◆ **Requirement**: Pick out every line of the entries below where "nuevo" occurs, and copy those lines.

◆ **Given records**:
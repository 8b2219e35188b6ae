use chrono::NaiveDate;
use serde::{Deserialize, Serialize};
use serde_json::Value as JsonValue;

use crate::models::candidato::{Candidato, EstadoCandidato};
use crate::utils::time::to_iso8601;

use super::{coerce_bool, coerce_telefono, text_field};

#[derive(Debug, Clone, Serialize, Deserialize)]
pub struct CrearCandidatoDto {
    pub nombre: String,
    pub segundo_nombre: Option<String>,
    pub apellido_paterno: String,
    pub apellido_materno: Option<String>,
    pub email: String,
    pub telefono: i64,
    pub estado: EstadoCandidato,
    pub fecha: Option<NaiveDate>,
    pub hora: Option<String>,
    pub llamar_ahora: bool,
}

/// Update intent: `None` means the field was absent from the request body.
/// For the clearable fields the inner `Option` distinguishes "set to a
/// value" from "explicitly cleared" (null or empty string in the body).
#[derive(Debug, Clone, Default)]
pub struct ActualizarCandidatoDto {
    pub nombre: Option<String>,
    pub segundo_nombre: Option<Option<String>>,
    pub apellido_paterno: Option<String>,
    pub apellido_materno: Option<Option<String>>,
    pub email: Option<String>,
    pub telefono: Option<i64>,
    pub estado: Option<EstadoCandidato>,
    pub fecha: Option<Option<NaiveDate>>,
    pub hora: Option<Option<String>>,
    pub llamar_ahora: Option<bool>,
}

#[derive(Debug, Clone, Serialize, Deserialize)]
pub struct CandidatoResponse {
    pub id: i64,
    pub created_at: String,
    pub nombre: String,
    pub segundo_nombre: Option<String>,
    pub apellido_paterno: String,
    pub apellido_materno: Option<String>,
    pub email: String,
    pub telefono: i64,
    pub estado: EstadoCandidato,
    pub fecha: Option<NaiveDate>,
    pub hora: Option<String>,
    pub llamar_ahora: bool,
    pub nombre_completo: String,
}

pub struct CandidatoMapper;

impl CandidatoMapper {
    pub fn from_create_request(body: &JsonValue) -> CrearCandidatoDto {
        CrearCandidatoDto {
            nombre: text_field(body, "nombre").unwrap_or_default(),
            segundo_nombre: text_field(body, "segundo_nombre"),
            apellido_paterno: text_field(body, "apellido_paterno").unwrap_or_default(),
            apellido_materno: text_field(body, "apellido_materno"),
            email: text_field(body, "email").unwrap_or_default(),
            telefono: body
                .get("telefono")
                .and_then(coerce_telefono)
                .unwrap_or_default(),
            estado: body
                .get("estado")
                .and_then(JsonValue::as_str)
                .and_then(EstadoCandidato::from_param)
                .unwrap_or(EstadoCandidato::Enrolamiento),
            fecha: body.get("fecha").and_then(parse_fecha),
            hora: body.get("hora").and_then(non_empty_text),
            llamar_ahora: body.get("llamar_ahora").map(coerce_bool).unwrap_or(false),
        }
    }

    // Presence in the body is the trigger; for the clearable fields null
    // and '' both map to "clear".
    pub fn from_update_request(body: &JsonValue) -> ActualizarCandidatoDto {
        ActualizarCandidatoDto {
            nombre: text_field(body, "nombre"),
            segundo_nombre: body
                .get("segundo_nombre")
                .map(|v| v.as_str().map(str::to_string)),
            apellido_paterno: text_field(body, "apellido_paterno"),
            apellido_materno: body
                .get("apellido_materno")
                .map(|v| v.as_str().map(str::to_string)),
            email: text_field(body, "email"),
            telefono: body.get("telefono").and_then(coerce_telefono),
            estado: body
                .get("estado")
                .and_then(JsonValue::as_str)
                .and_then(EstadoCandidato::from_param),
            fecha: body.get("fecha").map(parse_fecha),
            hora: body.get("hora").map(non_empty_text),
            llamar_ahora: body.get("llamar_ahora").map(coerce_bool),
        }
    }

    pub fn apply_updates(candidato: &mut Candidato, dto: &ActualizarCandidatoDto) {
        if let Some(nombre) = &dto.nombre {
            candidato.nombre = nombre.clone();
        }
        if let Some(segundo_nombre) = &dto.segundo_nombre {
            candidato.segundo_nombre = segundo_nombre.clone();
        }
        if let Some(apellido_paterno) = &dto.apellido_paterno {
            candidato.apellido_paterno = apellido_paterno.clone();
        }
        if let Some(apellido_materno) = &dto.apellido_materno {
            candidato.apellido_materno = apellido_materno.clone();
        }
        if let Some(email) = &dto.email {
            candidato.email = email.clone();
        }
        if let Some(telefono) = dto.telefono {
            candidato.telefono = telefono;
        }
        if let Some(estado) = dto.estado {
            candidato.estado = estado;
        }
        if let Some(fecha) = dto.fecha {
            candidato.fecha = fecha;
        }
        if let Some(hora) = &dto.hora {
            candidato.hora = hora.clone();
        }
        if let Some(llamar_ahora) = dto.llamar_ahora {
            candidato.llamar_ahora = llamar_ahora;
        }
    }

    pub fn to_response(candidato: &Candidato) -> CandidatoResponse {
        let mut nombre_completo = candidato.nombre.clone();
        if let Some(segundo) = candidato
            .segundo_nombre
            .as_deref()
            .filter(|s| !s.is_empty())
        {
            nombre_completo.push(' ');
            nombre_completo.push_str(segundo);
        }
        nombre_completo.push(' ');
        nombre_completo.push_str(&candidato.apellido_paterno);
        if let Some(materno) = candidato
            .apellido_materno
            .as_deref()
            .filter(|s| !s.is_empty())
        {
            nombre_completo.push(' ');
            nombre_completo.push_str(materno);
        }

        CandidatoResponse {
            id: candidato.id,
            created_at: candidato.created_at.map(to_iso8601).unwrap_or_default(),
            nombre: candidato.nombre.clone(),
            segundo_nombre: candidato.segundo_nombre.clone(),
            apellido_paterno: candidato.apellido_paterno.clone(),
            apellido_materno: candidato.apellido_materno.clone(),
            email: candidato.email.clone(),
            telefono: candidato.telefono,
            estado: candidato.estado,
            fecha: candidato.fecha,
            hora: candidato.hora.clone(),
            llamar_ahora: candidato.llamar_ahora,
            nombre_completo,
        }
    }

    pub fn to_response_list(candidatos: &[Candidato]) -> Vec<CandidatoResponse> {
        candidatos.iter().map(Self::to_response).collect()
    }
}

fn parse_fecha(value: &JsonValue) -> Option<NaiveDate> {
    value
        .as_str()
        .filter(|s| !s.is_empty())
        .and_then(|s| NaiveDate::parse_from_str(s, "%Y-%m-%d").ok())
}

fn non_empty_text(value: &JsonValue) -> Option<String> {
    value
        .as_str()
        .filter(|s| !s.is_empty())
        .map(str::to_string)
}

#[cfg(test)]
mod tests {
    use super::*;
    use chrono::TimeZone;
    use chrono::Utc;
    use serde_json::json;

    fn candidato_base() -> Candidato {
        Candidato {
            id: 7,
            nombre: "Juan".to_string(),
            segundo_nombre: None,
            apellido_paterno: "Pérez".to_string(),
            apellido_materno: Some("Gómez".to_string()),
            email: "juan@example.com".to_string(),
            telefono: 5551234567,
            estado: EstadoCandidato::Enrolamiento,
            fecha: Some(NaiveDate::from_ymd_opt(2024, 3, 1).unwrap()),
            hora: Some("10:30".to_string()),
            llamar_ahora: false,
            created_at: Some(Utc.with_ymd_and_hms(2024, 1, 1, 0, 0, 0).unwrap()),
            updated_at: Some(Utc.with_ymd_and_hms(2024, 1, 1, 0, 0, 0).unwrap()),
        }
    }

    #[test]
    fn create_defaults_estado_to_enrolamiento() {
        let body = json!({
            "nombre": "Ana",
            "apellido_paterno": "López",
            "email": "ana@example.com",
            "telefono": "5551234567"
        });
        let dto = CandidatoMapper::from_create_request(&body);
        assert_eq!(dto.estado, EstadoCandidato::Enrolamiento);
        assert!(!dto.llamar_ahora);
        assert_eq!(dto.fecha, None);
        assert_eq!(dto.hora, None);
    }

    #[test]
    fn create_strips_phone_punctuation() {
        let body = json!({
            "nombre": "Ana",
            "apellido_paterno": "López",
            "email": "ana@example.com",
            "telefono": "(555) 123-4567"
        });
        let dto = CandidatoMapper::from_create_request(&body);
        assert_eq!(dto.telefono, 5551234567);
    }

    #[test]
    fn create_passes_numeric_phone_through() {
        let body = json!({"nombre": "Ana", "apellido_paterno": "López", "email": "a@b.com", "telefono": 5512345678i64});
        let dto = CandidatoMapper::from_create_request(&body);
        assert_eq!(dto.telefono, 5512345678);
    }

    #[test]
    fn create_coerces_llamar_ahora_strings() {
        let truthy = json!({"nombre": "A", "apellido_paterno": "B", "email": "a@b.com", "telefono": "5", "llamar_ahora": "true"});
        assert!(CandidatoMapper::from_create_request(&truthy).llamar_ahora);

        let falsy = json!({"nombre": "A", "apellido_paterno": "B", "email": "a@b.com", "telefono": "5", "llamar_ahora": "yes"});
        assert!(!CandidatoMapper::from_create_request(&falsy).llamar_ahora);
    }

    #[test]
    fn create_treats_empty_fecha_as_null() {
        let body = json!({"nombre": "A", "apellido_paterno": "B", "email": "a@b.com", "telefono": "5", "fecha": "", "hora": ""});
        let dto = CandidatoMapper::from_create_request(&body);
        assert_eq!(dto.fecha, None);
        assert_eq!(dto.hora, None);
    }

    #[test]
    fn update_ignores_absent_fields() {
        let dto = CandidatoMapper::from_update_request(&json!({"email": "nuevo@example.com"}));
        let mut candidato = candidato_base();
        CandidatoMapper::apply_updates(&mut candidato, &dto);
        assert_eq!(candidato.email, "nuevo@example.com");
        assert_eq!(candidato.nombre, "Juan");
        assert_eq!(candidato.hora.as_deref(), Some("10:30"));
    }

    #[test]
    fn update_with_null_fecha_clears_it() {
        let dto = CandidatoMapper::from_update_request(&json!({"fecha": null, "hora": ""}));
        assert_eq!(dto.fecha, Some(None));
        assert_eq!(dto.hora, Some(None));

        let mut candidato = candidato_base();
        CandidatoMapper::apply_updates(&mut candidato, &dto);
        assert_eq!(candidato.fecha, None);
        assert_eq!(candidato.hora, None);
    }

    #[test]
    fn update_coerces_phone_when_present() {
        let dto = CandidatoMapper::from_update_request(&json!({"telefono": "(55) 5123-4567"}));
        assert_eq!(dto.telefono, Some(5551234567));

        let absent = CandidatoMapper::from_update_request(&json!({"email": "a@b.com"}));
        assert_eq!(absent.telefono, None);
    }

    #[test]
    fn response_builds_nombre_completo_skipping_missing_parts() {
        let candidato = candidato_base();
        let response = CandidatoMapper::to_response(&candidato);
        assert_eq!(response.nombre_completo, "Juan Pérez Gómez");

        let mut con_segundo = candidato_base();
        con_segundo.segundo_nombre = Some("Carlos".to_string());
        let response = CandidatoMapper::to_response(&con_segundo);
        assert_eq!(response.nombre_completo, "Juan Carlos Pérez Gómez");

        let mut sin_materno = candidato_base();
        sin_materno.apellido_materno = None;
        let response = CandidatoMapper::to_response(&sin_materno);
        assert_eq!(response.nombre_completo, "Juan Pérez");
    }

    #[test]
    fn response_formats_created_at_as_iso8601() {
        let response = CandidatoMapper::to_response(&candidato_base());
        assert_eq!(response.created_at, "2024-01-01T00:00:00.000Z");
    }
}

◆ **Reply**:
        let dto = CandidatoMapper::from_update_request(&json!({"email": "nuevo@example.com"}));
        assert_eq!(candidato.email, "nuevo@example.com");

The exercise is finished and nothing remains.